Cette senteur âpre qui l'accompagne en ce territoire inconnu lui donne l'impression d'être un animal qui suit l'odeur de sa proie. Mais Natalya ne sait même pas ce qu'elle cherche. Elle ne sait pas ce qu'elle fait là. Elle ne sait pas qui elle est. La seule chose qui fait à peu près sens dans son esprit, c'est cette envie irrépressible de trouver sa victime.
Car seule une proie peut dégager une odeur si attirante, un parfum exquis de panique, de sueur, de fébrilité, le désespoir de la victime avertie par son instinct primitif du danger imminent. La jeune mafieuse se sent grisée et change tout-à-coup d'endroit, sans transition. Mais son esprit n'en tient pas compte, focalisé sur son objectif. Telle une panthère, elle sort ses griffes et regarde autour d'elle d'un œil aiguisé. Elle se trouve dans un pièce suffisemment éclairée, un véritable puits de lumière à côté des couloirs sombres. Marchant souplement, elle regarde tout autour d'elle, analysant chaque détail. Les zones d'ombre, le sol fait d'une matière étrange qui étouffe le bruit de ses pas. Et soudain, un bruissement, derrière elle. Une respiration. Une déglutition. Il n'en faut pas plus à l'Assassin pour se retourner. Son cerveau n'a pas fini de retranscrire l'information que lui envoient ses yeux que les muscles de son bras droit se sont déjà mis en action et elle lève le pistolet devant elle, son index posé sur la gâchette. En une fraction de seconde, elle voit le visage de l'homme, qu'elle grave dans sa mémoire. Puis, l'arme pointée sur elle. Et Natalya tire. La balle va se loger entre les deux yeux de son agresseur, qui s'effondre au sol. Elle l'enjambe nonchalamment, bascule à nouveau dans un autre décor.

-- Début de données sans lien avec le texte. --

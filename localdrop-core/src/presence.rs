//! Presence registry: peers seen on the room broadcast and their liveness.

use std::collections::HashMap;
use std::time::{Duration, Instant, SystemTime, UNIX_EPOCH};

use crate::identity::{Identity, PeerId};
use crate::protocol::Envelope;

#[derive(Debug, Clone)]
pub struct Peer {
    pub id: PeerId,
    pub display_name: String,
    pub last_seen: Instant,
}

/// Snapshot entry handed to observers.
#[derive(Debug, Clone, PartialEq, Eq)]
pub struct PeerSummary {
    pub id: PeerId,
    pub display_name: String,
}

#[derive(Debug, Clone, Copy, PartialEq, Eq)]
pub enum PresenceUpdate {
    Joined,
    Refreshed,
    /// Self-echo or not a presence envelope.
    Ignored,
}

pub struct PresenceRegistry {
    me: Identity,
    liveness_window: Duration,
    peers: HashMap<PeerId, Peer>,
}

impl PresenceRegistry {
    pub fn new(me: Identity, liveness_window: Duration) -> Self {
        Self {
            me,
            liveness_window,
            peers: HashMap::new(),
        }
    }

    pub fn self_id(&self) -> &PeerId {
        &self.me.id
    }

    /// Presence envelope for the room broadcast.
    pub fn announce(&self) -> Envelope {
        Envelope::Presence {
            sender: Some(self.me.id.clone()),
            id: self.me.id.clone(),
            name: self.me.display_name.clone(),
            timestamp: unix_millis(),
        }
    }

    /// Upsert the sender of a presence envelope with a fresh last-seen time.
    pub fn on_presence(&mut self, env: &Envelope, now: Instant) -> PresenceUpdate {
        let Envelope::Presence { id, name, .. } = env else {
            return PresenceUpdate::Ignored;
        };
        if *id == self.me.id || *env.sender() == self.me.id {
            return PresenceUpdate::Ignored;
        }
        match self.peers.get_mut(id) {
            Some(peer) => {
                peer.last_seen = now;
                if peer.display_name != *name {
                    peer.display_name = name.clone();
                }
                PresenceUpdate::Refreshed
            }
            None => {
                self.peers.insert(
                    id.clone(),
                    Peer {
                        id: id.clone(),
                        display_name: name.clone(),
                        last_seen: now,
                    },
                );
                PresenceUpdate::Joined
            }
        }
    }

    /// Remove peers whose silence exceeds the liveness window. Returns the
    /// evicted ids.
    pub fn prune(&mut self, now: Instant) -> Vec<PeerId> {
        let window = self.liveness_window;
        let stale: Vec<PeerId> = self
            .peers
            .values()
            .filter(|p| now.saturating_duration_since(p.last_seen) > window)
            .map(|p| p.id.clone())
            .collect();
        for id in &stale {
            self.peers.remove(id);
        }
        stale
    }

    pub fn contains(&self, id: &PeerId) -> bool {
        self.peers.contains_key(id)
    }

    pub fn display_name(&self, id: &PeerId) -> Option<&str> {
        self.peers.get(id).map(|p| p.display_name.as_str())
    }

    pub fn len(&self) -> usize {
        self.peers.len()
    }

    pub fn is_empty(&self) -> bool {
        self.peers.is_empty()
    }

    /// Current peers sorted by display name, then id.
    pub fn peers(&self) -> Vec<PeerSummary> {
        let mut out: Vec<PeerSummary> = self
            .peers
            .values()
            .map(|p| PeerSummary {
                id: p.id.clone(),
                display_name: p.display_name.clone(),
            })
            .collect();
        out.sort_by(|a, b| {
            a.display_name
                .cmp(&b.display_name)
                .then_with(|| a.id.cmp(&b.id))
        });
        out
    }
}

/// Resolve a user-supplied peer reference: exact id, unique id prefix, or
/// case-insensitive display name.
pub fn find_peer<'a>(peers: &'a [PeerSummary], query: &str) -> Option<&'a PeerSummary> {
    if let Some(p) = peers.iter().find(|p| p.id.as_str() == query) {
        return Some(p);
    }
    let by_prefix: Vec<&PeerSummary> = peers
        .iter()
        .filter(|p| !query.is_empty() && p.id.as_str().starts_with(query))
        .collect();
    if by_prefix.len() == 1 {
        return Some(by_prefix[0]);
    }
    peers
        .iter()
        .find(|p| p.display_name.eq_ignore_ascii_case(query))
}

fn unix_millis() -> u64 {
    SystemTime::now()
        .duration_since(UNIX_EPOCH)
        .map(|d| d.as_millis() as u64)
        .unwrap_or(0)
}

Il fait froid. Elle n'entend rien. Ne voit rien. Ses sens semblent anihilés par cet endroit lugubre. La jeune mafieuse n'a pour seul repère que la sensation de ses pieds touchant le sol, à intervalles réguliers. Graduellement, elle perçoit des murmures, qui effleurent ses oreilles. Les sons se font plus distincts. Et soudain, le temps d'une seconde, dans un flash lumineux, l'image du corps de l'homme qu'elle vient de tuer apparaît devant elle. Puis, c'est de nouveau le noir total. Un peu tendue, presque effrayée, la jeune mafieuse fait un pas en arrière, se sentant prise dans un étau. Elle ne s'appartient plus. Ses yeux cherchent une sortie. Une limite. Mais elle ne perçoit rien. Pourtant, toutes les fibres de son corps sentent l'approche du danger. Elle se tourne dans tous les sens, prête à réagir. Et soudain, une personne surgit derrière elle, lui place une lame sur le cou, sans que Natalya ne puisse se défendre. En une fraction de seconde, il la bloque contre lui, l'empêchant de se soustraire. Et il tranche. « meurtrière »
***
Natalya se réveilla en sursaut, saisissant le couteau caché sous son oreiller dans un réflexe défensif, le cœur battant à tout rompre. Constatant qu'il n'y avait aucun danger et qu'elle se trouvait dans son lit, la jeune mafieuse laissa l'adrénaline de son rêve se dissiper et sa main retomba contre son corps. Encore troublée, elle secoua la tête et alluma son téléphone : il était sept heures et quart. Natalya s'extrait des draps avec difficulté, relevant en un chignon bâclé ses cheveux humides de sueur. « Bordel, j'ai vraiment fait un mauvais rêve » songea-t-elle avec une certaine incrédulité. D'ordinaire, elle ne rêvait que rarement et ne s'en souvenait pas. Mais cette fois, elle avait rêvé de sa propre mort ! Il y avait de quoi se réveiller en panique. L'adolescente prit le temps de petit-déjeuner correctement et but beaucoup d'eau afin d'hydrater sa gorge sèche. Puis, elle se doucha, s'habilla, prépara ses affaires de cours et s'apprêta à partir. Elle avait définitivement besoins de prendre un peu l'air.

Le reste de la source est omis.